Local government worker ROB TAPE decided to write a book based on the experiences of his council work career. He called it Sorry, It’s Not My Department. He then wrote to all 70 of Croydon’s councillors. He received not a single reply.
Here, Tape outlines the background to a book which carries the sub-title: ‘Where the money really goes in your town hall and the ways public services can be improved’
After working for various councils across the country for many years, I decided that it was time to write down my experiences about what goes on behind the closed doors of your average town hall. At first I thought it would make a great sitcom – in fairness, that might come next – but instead I opted for a book outlining what it is really like working for some of these public sector leviathans. Sorry, It’s Not My Department is my first published book and covers my career working in the lower and middle echelons of a handful of different local authorities.
The book is aimed at two audiences. The first is any member of the population who has had experience of dealing with their local council. Many of the people who have done so have commented that the title of the book basically says it all. The second target audience are those people who make the decisions in town halls, the councillors and senior officers. My hope is that they will see that there might just be a different way of running our public services that actually benefit the residents, of Croydon and beyond.

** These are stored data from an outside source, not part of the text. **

use std::fs;
use std::io::ErrorKind;
use std::path::{Path, PathBuf};

use chrono::{DateTime, Utc};
use futures::FutureExt;
use futures::future::BoxFuture;
use tokio::io::AsyncWriteExt;
use tracing::debug;

use super::error::StorageError;
use crate::lifecycle::{RemoteError, RequestBackend};
use crate::model::{RecentRequestEntry, RequestDraft, ServiceRequest};

const REQUESTS_FILE: &str = "requests.jsonl";

/// Manages JSONL-based request persistence.
///
/// Each line of `requests.jsonl` is one [`ServiceRequest`], in creation order.
#[derive(Debug, Clone)]
pub struct RequestStore {
    base_path: PathBuf,
}

impl RequestStore {
    /// Creates a store using the XDG data directory.
    ///
    /// The directory (`~/.local/share/intake/`) is created if it does not
    /// already exist.
    pub fn new() -> Result<Self, StorageError> {
        let data_dir = dirs::data_dir().ok_or(StorageError::NoDataDir)?;
        Self::with_path(data_dir.join("intake"))
    }

    /// Creates a store rooted at the given directory.
    pub fn with_path(path: impl Into<PathBuf>) -> Result<Self, StorageError> {
        let base_path = path.into();
        fs::create_dir_all(&base_path)?;
        Ok(Self { base_path })
    }

    pub fn base_path(&self) -> &Path {
        &self.base_path
    }

    fn requests_path(&self) -> PathBuf {
        self.base_path.join(REQUESTS_FILE)
    }

    /// Loads every stored request in creation order.
    ///
    /// A missing file is an empty store; blank lines are skipped.
    pub async fn load_all(&self) -> Result<Vec<ServiceRequest>, StorageError> {
        let contents = match tokio::fs::read_to_string(self.requests_path()).await {
            Ok(contents) => contents,
            Err(e) if e.kind() == ErrorKind::NotFound => return Ok(Vec::new()),
            Err(e) => return Err(e.into()),
        };

        contents
            .lines()
            .filter(|line| !line.trim().is_empty())
            .map(|line| serde_json::from_str(line).map_err(StorageError::Json))
            .collect()
    }

    /// Creates a request stamped with the current time.
    pub async fn create(&self, draft: RequestDraft) -> Result<ServiceRequest, StorageError> {
        self.create_at(draft, Utc::now()).await
    }

    /// Creates a request, checking for duplicates before appending.
    ///
    /// Returns [`StorageError::DuplicateRequest`] if a request with the same
    /// email (case-insensitive), description, and priority already exists on
    /// the same UTC day. Ids are `SR-<YYYYMMDD>-<NNNN>`, numbered per day.
    pub async fn create_at(
        &self,
        draft: RequestDraft,
        now: DateTime<Utc>,
    ) -> Result<ServiceRequest, StorageError> {
        let date = now.date_naive();
        let existing = self.load_all().await?;
        let same_day: Vec<&ServiceRequest> = existing
            .iter()
            .filter(|r| r.created_at.date_naive() == date)
            .collect();

        if same_day.iter().any(|r| is_duplicate(r, &draft)) {
            return Err(StorageError::DuplicateRequest {
                customer_email: draft.customer_email,
                date,
            });
        }

        let id = format!("SR-{}-{:04}", now.format("%Y%m%d"), same_day.len() + 1);
        let record = ServiceRequest::from_draft(id, draft, now);

        let mut line = serde_json::to_string(&record)?;
        line.push('\n');
        let mut file = tokio::fs::OpenOptions::new()
            .create(true)
            .append(true)
            .open(self.requests_path())
            .await?;
        file.write_all(line.as_bytes()).await?;
        file.flush().await?;

        debug!(id = %record.id, "request appended");
        Ok(record)
    }

    /// Lists up to `limit` requests, newest first.
    pub async fn recent(&self, limit: usize) -> Result<Vec<RecentRequestEntry>, StorageError> {
        let mut requests = self.load_all().await?;
        requests.sort_by(|a, b| b.created_at.cmp(&a.created_at));
        Ok(requests
            .iter()
            .take(limit)
            .map(ServiceRequest::summary)
            .collect())
    }

    /// Looks up a single request by id.
    pub async fn get_request(&self, id: &str) -> Result<Option<ServiceRequest>, StorageError> {
        Ok(self.load_all().await?.into_iter().find(|r| r.id == id))
    }
}

impl RequestBackend for RequestStore {
    fn create_request(&self, draft: RequestDraft) -> BoxFuture<'_, Result<String, RemoteError>> {
        async move {
            let record = self.create(draft).await?;
            Ok::<_, RemoteError>(record.id)
        }
        .boxed()
    }

    fn list_recent(
        &self,
        limit: usize,
    ) -> BoxFuture<'_, Result<Vec<RecentRequestEntry>, RemoteError>> {
        async move { Ok::<_, RemoteError>(self.recent(limit).await?) }.boxed()
    }
}

/// Returns `true` if `existing` repeats the draft's content.
fn is_duplicate(existing: &ServiceRequest, draft: &RequestDraft) -> bool {
    existing.customer_email.to_lowercase() == draft.customer_email.to_lowercase()
        && existing.description == draft.description
        && existing.priority == draft.priority
}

The book covers a number of areas:
• Unnecessary and wasteful services you didn’t know you had or needed
• Public consultation overload
• Writing strategy documents and policies for the sake of it
• Needless marketing, PR and events
• The ambiguous role of councillors
• The culture of jobs before public service
• Managing public sector cuts
• Perverse targets that actually decrease the quality of service
Sorry, It’s Not My Department also offers solutions. Rather than just being critical of existing systems and management approaches, it also tries to offer a way forward that will help make boroughs such as Croydon better places to live and work.
One area I explore is helping to make councillors more effective, moving away from party politics at the local level and instead focusing on high quality, independent individuals being elected to a more streamlined political structure.
The book also suggests other improvements, from reducing wasteful services through to having a greater emphasis on quality rather than quantity, and from removing the “gravy train” for staff through to generating a more positive atmosphere of public service.
My hope is that the book starts a wider dialogue among the decision-makers in councils. But more importantly, that anyone who is interested in how local government really operates can learn a little more about where their hard-earned tax money is actually spent.
Response to the book to date has been mixed. The public seem to actually quite like it and are positive about the messages it contains. On the other hand, councillors and council managers seem to be somewhat quieter. For example after sending information to more than 10,000 councillors across the country, most – including all 70 of Croydon’s councillors – have ignored my correspondence entirely.
That being said the number of independent and smaller party councillors who have been in touch has been impressively high in comparison to those from the main two parties. Read into that what you will.
But given that it is the public who deserve a clearer picture about council management, it is the public that I want to read the book.